Federated learning allows mobile clients to jointly train a global model without sending their private data to a central server. Despite that extensive works have studied the performance guarantee of the global model, it is still unclear how each individual client influences the collaborative training process. In this work, we defined a novel notion, called {\em Fed-Influence}, to quantify this influence in terms of model parameter, and proposed an effective and efficient estimation algorithm.

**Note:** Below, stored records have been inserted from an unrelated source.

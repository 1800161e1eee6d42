use crate::error::{CoreError, CoreResult};
use crate::merkle::merkle_root;
use crate::serialize::{Reader, Writer};
use crate::transaction::Transaction;
use shared::{BlockId, Hash256};

/// The six fields committed to by a block's hash, in the order they are
/// concatenated.
#[derive(Debug, Clone, PartialEq, Eq)]
pub struct BlockHeader {
    pub version: i32,
    pub prev_block_hash: Hash256,
    pub merkle_root: Hash256,
    pub timestamp: u32,
    pub bits: u32,
    pub nonce: u32,
}

impl BlockHeader {
    fn serialize(&self) -> Vec<u8> {
        let mut w = Writer::new();
        w.write_i32(self.version);
        w.write_raw(self.prev_block_hash.as_bytes());
        w.write_raw(self.merkle_root.as_bytes());
        w.write_u32(self.timestamp);
        w.write_u32(self.bits);
        w.write_u32(self.nonce);
        w.into_bytes()
    }

    #[must_use]
    pub fn hash(&self) -> BlockId {
        Hash256::of(&self.serialize())
    }

    /// True iff the header's hash, read in reversed byte order, has at
    /// least `difficulty` leading zero bytes.
    #[must_use]
    pub fn pow_check(&self, difficulty: u32) -> bool {
        self.hash().meets_difficulty(difficulty)
    }

    /// Proof-of-work search: increments `nonce` until `pow_check` passes,
    /// advancing `timestamp` whenever `nonce` wraps around `u32::MAX`.
    pub fn mine(&mut self, difficulty: u32) {
        self.nonce = 0;
        while !self.pow_check(difficulty) {
            let (next, overflowed) = self.nonce.overflowing_add(1);
            self.nonce = next;
            if overflowed {
                self.timestamp = self.timestamp.wrapping_add(1);
            }
        }
    }
}

/// A block: header plus its ordered transaction list. The transaction at
/// index 0 is always the coinbase.
#[derive(Debug, Clone, PartialEq, Eq)]
pub struct Block {
    pub header: BlockHeader,
    pub transactions: Vec<Transaction>,
}

impl Block {
    #[must_use]
    pub fn new(header: BlockHeader, transactions: Vec<Transaction>) -> Self {
        Self {
            header,
            transactions,
        }
    }

    #[must_use]
    pub fn hash(&self) -> BlockId {
        self.header.hash()
    }

    /// Sets `merkle_root` from the current transaction list (skipped when
    /// the list is empty, leaving whatever root the caller already set —
    /// genesis is constructed this way with an explicit all-zero root),
    /// then searches for a nonce satisfying `difficulty`.
    pub fn finalize_and_mine(&mut self, difficulty: u32) {
        if !self.transactions.is_empty() {
            let ids = self.transactions.iter().map(Transaction::id).collect::<Vec<_>>();
            self.header.merkle_root = merkle_root(&ids);
        }
        self.mine(difficulty);
    }

    /// Proof-of-work search over the header; see [`BlockHeader::mine`].
    pub fn mine(&mut self, difficulty: u32) {
        self.header.mine(difficulty);
    }

    /// Structural checks independent of chain state: at least one
    /// transaction, first is coinbase, no other transaction is a
    /// coinbase, and the merkle root matches.
    ///
    /// # Errors
    ///
    /// Returns an error describing the first violated constraint.
    pub fn validate_basic(&self) -> CoreResult<()> {
        if self.transactions.is_empty() {
            return Err(CoreError::InvalidBlock("block has no transactions".into()));
        }
        if !self.transactions[0].is_coinbase() {
            return Err(CoreError::InvalidBlock(
                "first transaction is not coinbase".into(),
            ));
        }
        for tx in &self.transactions[1..] {
            if tx.is_coinbase() {
                return Err(CoreError::InvalidBlock(
                    "multiple coinbase transactions".into(),
                ));
            }
            tx.validate_basic()?;
        }
        self.transactions[0].validate_basic()?;

        let ids = self.transactions.iter().map(Transaction::id).collect::<Vec<_>>();
        if merkle_root(&ids) != self.header.merkle_root {
            return Err(CoreError::Merkle);
        }
        Ok(())
    }

    pub(crate) fn write_wire(&self, w: &mut Writer) {
        w.write_i32(self.header.version);
        w.write_len_prefixed(self.header.prev_block_hash.as_bytes());
        w.write_len_prefixed(self.header.merkle_root.as_bytes());
        w.write_u32(self.header.timestamp);
        w.write_u32(self.header.bits);
        w.write_u32(self.header.nonce);
        w.write_u32(self.transactions.len() as u32);
        for tx in &self.transactions {
            tx.write_wire(w);
        }
    }

    pub(crate) fn read_wire(r: &mut Reader) -> CoreResult<Self> {
        let version = r.read_i32()?;
        let prev_block_hash = array32(r.read_len_prefixed()?)?;
        let merkle_root_bytes = array32(r.read_len_prefixed()?)?;
        let timestamp = r.read_u32()?;
        let bits = r.read_u32()?;
        let nonce = r.read_u32()?;
        let tx_count = r.read_u32()?;
        let mut transactions = Vec::with_capacity(tx_count as usize);
        for _ in 0..tx_count {
            transactions.push(Transaction::read_wire(r)?);
        }
        Ok(Self {
            header: BlockHeader {
                version,
                prev_block_hash: Hash256::from_bytes(prev_block_hash),
                merkle_root: Hash256::from_bytes(merkle_root_bytes),
                timestamp,
                bits,
                nonce,
            },
            transactions,
        })
    }
}

fn array32(bytes: Vec<u8>) -> CoreResult<[u8; 32]> {
    bytes
        .try_into()
        .map_err(|_| CoreError::InvalidBlock("expected a 32-byte hash field".into()))
}

#[cfg(test)]
mod tests {
    use super::*;
    use crate::transaction::Transaction;

    fn header_with(prev: Hash256, bits: u32) -> BlockHeader {
        BlockHeader {
            version: 1,
            prev_block_hash: prev,
            merkle_root: Hash256::zero(),
            timestamp: 0,
            bits,
            nonce: 0,
        }
    }

    #[test]
    fn mine_finds_a_nonce_satisfying_low_difficulty() {
        let mut header = header_with(Hash256::zero(), 1);
        header.mine(1);
        assert!(header.pow_check(1));
    }

    #[test]
    fn finalize_and_mine_sets_merkle_root_from_transactions() {
        let coinbase = Transaction::coinbase(0, 5_000_000_000, "genesis");
        let mut block = Block::new(header_with(Hash256::zero(), 1), vec![coinbase.clone()]);
        block.finalize_and_mine(1);
        assert_eq!(block.header.merkle_root, crate::merkle::merkle_root(&[coinbase.id()]));
        assert!(block.validate_basic().is_ok());
    }

    #[test]
    fn validate_basic_rejects_tampered_merkle_root() {
        let coinbase = Transaction::coinbase(0, 5_000_000_000, "genesis");
        let mut block = Block::new(header_with(Hash256::zero(), 1), vec![coinbase]);
        block.finalize_and_mine(1);
        block.header.merkle_root = Hash256::zero();
        assert!(matches!(block.validate_basic(), Err(CoreError::Merkle)));
    }

    #[test]
    fn wire_round_trip() {
        let coinbase = Transaction::coinbase(3, 5_000_000_000, "genesis");
        let mut block = Block::new(header_with(Hash256::zero(), 1), vec![coinbase]);
        block.finalize_and_mine(1);

        let mut w = Writer::new();
        block.write_wire(&mut w);
        let bytes = w.into_bytes();
        let mut r = Reader::new(&bytes);
        let restored = Block::read_wire(&mut r).unwrap();
        assert_eq!(restored, block);
        assert_eq!(restored.hash(), block.hash());
    }
}
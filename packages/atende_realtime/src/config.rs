//! Runtime configuration for the event channel.

use std::time::Duration;

use crate::backoff::ReconnectPolicy;
use crate::error::ChannelError;

pub const DEFAULT_PING_INTERVAL: Duration = Duration::from_secs(25);
pub const DEFAULT_OUTBOUND_CAPACITY: usize = 64;

#[derive(Debug, Clone)]
pub struct ChannelConfig {
    /// Base URL of the messaging backend, e.g. `wss://chat.example.com`.
    pub host: String,
    /// Optional namespace path appended to the host.
    pub namespace: Option<String>,
    pub reconnect: ReconnectPolicy,
    /// WebSocket ping interval (None = rely on server pings only).
    pub ping_interval: Option<Duration>,
    /// Bounded queue for subscribe / typing frames.
    pub outbound_capacity: usize,
    /// Dispatch a local `ConnectionLost` event when the transport drops.
    pub synthesize_disconnect: bool,
}

impl ChannelConfig {
    pub fn new(host: impl Into<String>) -> Self {
        Self {
            host: host.into(),
            namespace: None,
            reconnect: ReconnectPolicy::default(),
            ping_interval: Some(DEFAULT_PING_INTERVAL),
            outbound_capacity: DEFAULT_OUTBOUND_CAPACITY,
            synthesize_disconnect: true,
        }
    }

    pub fn with_namespace(mut self, namespace: impl Into<String>) -> Self {
        let namespace = namespace.into();
        self.namespace = if namespace.trim_matches('/').is_empty() {
            None
        } else {
            Some(namespace)
        };
        self
    }

    pub fn with_reconnect(mut self, policy: ReconnectPolicy) -> Self {
        self.reconnect = policy;
        self
    }

    /// Full endpoint URL: `<host>/<namespace>`.
    pub fn endpoint_url(&self) -> Result<String, ChannelError> {
        let host = self.host.trim().trim_end_matches('/');
        if !(host.starts_with("ws://") || host.starts_with("wss://")) {
            return Err(ChannelError::InvalidEndpoint {
                url: self.host.clone(),
                reason: "scheme must be ws:// or wss://".to_string(),
            });
        }
        let authority = host.split_once("://").map(|(_, rest)| rest).unwrap_or("");
        if authority.is_empty() || authority.starts_with('/') {
            return Err(ChannelError::InvalidEndpoint {
                url: self.host.clone(),
                reason: "missing host".to_string(),
            });
        }
        match self.namespace.as_deref().map(|ns| ns.trim_matches('/')) {
            Some(ns) if !ns.is_empty() => Ok(format!("{host}/{ns}")),
            _ => Ok(host.to_string()),
        }
    }
}

#[cfg(test)]
mod tests {
    use super::*;

    #[test]
    fn endpoint_joins_host_and_namespace() {
        let config = ChannelConfig::new("ws://localhost:3001/").with_namespace("/whatsapp");
        assert_eq!(config.endpoint_url().unwrap(), "ws://localhost:3001/whatsapp");
    }

    #[test]
    fn endpoint_without_namespace() {
        let config = ChannelConfig::new("wss://chat.example.com");
        assert_eq!(config.endpoint_url().unwrap(), "wss://chat.example.com");

        let config = ChannelConfig::new("wss://chat.example.com").with_namespace("/");
        assert!(config.namespace.is_none());
    }

    #[test]
    fn endpoint_rejects_http_scheme() {
        let config = ChannelConfig::new("http://localhost:3001");
        assert!(matches!(
            config.endpoint_url(),
            Err(ChannelError::InvalidEndpoint { .. })
        ));
    }

    #[test]
    fn endpoint_rejects_missing_host() {
        let config = ChannelConfig::new("ws://");
        assert!(config.endpoint_url().is_err());
    }

    #[test]
    fn defaults() {
        let config = ChannelConfig::new("ws://localhost");
        assert_eq!(config.ping_interval, Some(DEFAULT_PING_INTERVAL));
        assert_eq!(config.outbound_capacity, 64);
        assert!(config.synthesize_disconnect);
        assert!(config.reconnect.enabled);
    }
}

In particular, our design satisfies several desirable properties: (1) it requires neither retraining nor retracing, adding only linear computational overhead to clients and the server; (2) it strictly maintains the tenet of federated learning, without revealing any client's local data; and (3) it works well on both convex and non-convex loss functions and does not require the final model to be optimal. Empirical results on a synthetic dataset and the FEMNIST dataset show that our estimation method can approximate Fed-Influence with small bias. Further, we demonstrated an application of client-level model debugging.